[Task item]: Where a line below holds the string "StoreBackend", count it; then give the total without any other words.

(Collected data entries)
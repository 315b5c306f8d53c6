#![forbid(unsafe_code)]
//! policyforge Command Line Interface

use std::path::PathBuf;

use clap::{Parser, Subcommand};
use console::style;
use tracing_subscriber::EnvFilter;

use policyforge::commands::{
    execute_answers, execute_diff, execute_edit, execute_flags, execute_generate, execute_init,
    execute_questions, execute_rollback, execute_show, execute_status, execute_versions,
    open_workspace, AnswersSubcommand, DiffOptions, EditOptions, FlagsSubcommand,
    GenerateOptions, InitOptions, QuestionsOptions, RollbackOptions, ShowOptions, VersionsOptions,
};
use policyforge::config::CONFIG_FILE;
use policyforge::{Config, DiffMode, DocumentType, FileFlags, PolicyError, StoreBackend};

#[derive(Parser)]
#[command(name = "policyforge")]
#[command(about = "Questionnaire-driven legal documents with version history")]
#[command(version)]
struct Cli {
    #[command(subcommand)]
    command: Commands,

    /// Config file path
    #[arg(short, long, global = true, default_value = CONFIG_FILE)]
    config: PathBuf,

    /// Verbose output
    #[arg(short, long, global = true)]
    verbose: bool,
}

#[derive(Subcommand)]
enum Commands {
    /// Initialize a new policyforge project
    Init {
        /// Force overwrite existing config
        #[arg(short, long)]
        force: bool,

        /// Author recorded on history entries
        #[arg(long)]
        author: Option<String>,

        /// Site name used when the questionnaire leaves it blank
        #[arg(long)]
        site_name: Option<String>,

        /// Site URL used when the questionnaire leaves it blank
        #[arg(long)]
        site_url: Option<String>,

        /// Storage backend (file, sqlite)
        #[arg(long)]
        backend: Option<StoreBackend>,

        /// Skip interactive prompts
        #[arg(short = 'y', long)]
        yes: bool,
    },

    /// List questionnaire questions
    Questions {
        /// Include questions hidden by their conditions
        #[arg(long)]
        all: bool,

        /// Output as JSON
        #[arg(long)]
        json: bool,
    },

    /// Show or change saved answers
    Answers {
        #[command(subcommand)]
        cmd: AnswersCommands,
    },

    /// Show questionnaire progress and document state
    Status,

    /// Manage jurisdiction compliance flags
    Flags {
        #[command(subcommand)]
        cmd: FlagsCommands,
    },

    /// Generate documents from the saved answers
    Generate {
        /// Document type (e.g. privacy_policy); all types when omitted
        document_type: Option<DocumentType>,

        /// Generate every document type
        #[arg(long, conflicts_with = "document_type")]
        all: bool,
    },

    /// Print a document or one of its versions
    Show {
        document_type: DocumentType,

        /// Version ordinal (1 is the oldest)
        #[arg(long)]
        version: Option<usize>,

        /// Strip markup
        #[arg(long)]
        plain: bool,
    },

    /// Replace a document body with hand-written content
    Edit {
        document_type: DocumentType,

        /// File holding the new body
        #[arg(short, long)]
        file: PathBuf,

        /// Fail if the document changed since this revision
        #[arg(long)]
        expected_revision: Option<u64>,
    },

    /// List the versions of a document
    Versions {
        document_type: DocumentType,

        /// Output as JSON
        #[arg(long)]
        json: bool,
    },

    /// Compare two versions of a document
    Diff {
        document_type: DocumentType,

        /// Older version ordinal
        from: usize,

        /// Newer version ordinal
        to: usize,

        /// Diff algorithm (positional, lcs)
        #[arg(long)]
        mode: Option<DiffMode>,

        /// Output as JSON
        #[arg(long)]
        json: bool,
    },

    /// Restore a document to an earlier version
    Rollback {
        document_type: DocumentType,

        /// Version ordinal to restore
        ordinal: usize,

        /// Fail if the document changed since this revision
        #[arg(long)]
        expected_revision: Option<u64>,
    },
}

#[derive(Subcommand)]
enum AnswersCommands {
    /// Print saved answers
    Show {
        /// Output as JSON
        #[arg(long)]
        json: bool,
    },
    /// Replace answers with the contents of a JSON or YAML file
    Import {
        file: PathBuf,

        /// Merge into the saved answers instead of replacing them
        #[arg(long)]
        merge: bool,
    },
    /// Set individual answers (key=value)
    Set {
        #[arg(required = true)]
        assignments: Vec<String>,
    },
    /// Answer visible questions one at a time
    Interactive,
}

#[derive(Subcommand)]
enum FlagsCommands {
    /// List compliance flags
    List {
        /// Output as JSON
        #[arg(long)]
        json: bool,
    },
    /// Set flags (e.g. GDPR=true CCPA=false)
    Set {
        #[arg(required = true)]
        assignments: Vec<String>,
    },
}

fn init_tracing(verbose: bool) {
    let default_level = if verbose { "policyforge=debug" } else { "policyforge=warn" };
    let filter =
        EnvFilter::try_from_default_env().unwrap_or_else(|_| EnvFilter::new(default_level));
    tracing_subscriber::fmt()
        .with_env_filter(filter)
        .with_writer(std::io::stderr)
        .with_target(false)
        .init();
}

fn main() {
    let cli = Cli::parse();
    init_tracing(cli.verbose);

    if let Err(e) = run(cli) {
        eprintln!("{} {}", style("✗").red(), e);
        for cause in e.chain().skip(1) {
            eprintln!("  {}", style(cause).dim());
        }
        let user_error = e
            .downcast_ref::<PolicyError>()
            .is_some_and(PolicyError::is_user_error);
        std::process::exit(if user_error { 2 } else { 1 });
    }
}

fn run(cli: Cli) -> anyhow::Result<()> {
    if let Commands::Init { force, author, site_name, site_url, backend, yes } = cli.command {
        let options = InitOptions {
            config_path: cli.config,
            force,
            author,
            site_name,
            site_url,
            backend,
            yes,
        };
        return execute_init(options);
    }

    let config = if cli.config.exists() {
        Config::load(&cli.config)?
    } else {
        tracing::debug!("No config at {:?}; using defaults", cli.config);
        Config::default()
    };

    if let Commands::Flags { cmd } = cli.command {
        let flags = FileFlags::new(&config.compliance_file);
        let subcommand = match cmd {
            FlagsCommands::List { json } => FlagsSubcommand::List { json },
            FlagsCommands::Set { assignments } => FlagsSubcommand::Set { assignments },
        };
        return execute_flags(&flags, subcommand);
    }

    let mut workspace = open_workspace(&config)?;

    match cli.command {
        Commands::Init { .. } | Commands::Flags { .. } => {}

        Commands::Questions { all, json } => {
            execute_questions(&workspace, QuestionsOptions { all, json })?;
        }

        Commands::Answers { cmd } => {
            let subcommand = match cmd {
                AnswersCommands::Show { json } => AnswersSubcommand::Show { json },
                AnswersCommands::Import { file, merge } => AnswersSubcommand::Import { file, merge },
                AnswersCommands::Set { assignments } => AnswersSubcommand::Set { assignments },
                AnswersCommands::Interactive => AnswersSubcommand::Interactive,
            };
            execute_answers(&mut workspace, subcommand)?;
        }

        Commands::Status => execute_status(&workspace)?,

        Commands::Generate { document_type, all } => {
            execute_generate(&mut workspace, GenerateOptions { document_type, all })?;
        }

        Commands::Show { document_type, version, plain } => {
            execute_show(&workspace, ShowOptions { document_type, version, plain })?;
        }

        Commands::Edit { document_type, file, expected_revision } => {
            let options = EditOptions {
                document_type,
                file,
                expected_revision,
            };
            execute_edit(&mut workspace, options)?;
        }

        Commands::Versions { document_type, json } => {
            execute_versions(&workspace, VersionsOptions { document_type, json })?;
        }

        Commands::Diff { document_type, from, to, mode, json } => {
            let options = DiffOptions {
                document_type,
                from,
                to,
                mode,
                json,
            };
            execute_diff(&workspace, options)?;
        }

        Commands::Rollback { document_type, ordinal, expected_revision } => {
            let options = RollbackOptions {
                document_type,
                ordinal,
                expected_revision,
            };
            execute_rollback(&mut workspace, options)?;
        }
    }

    Ok(())
}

[Reply]: 2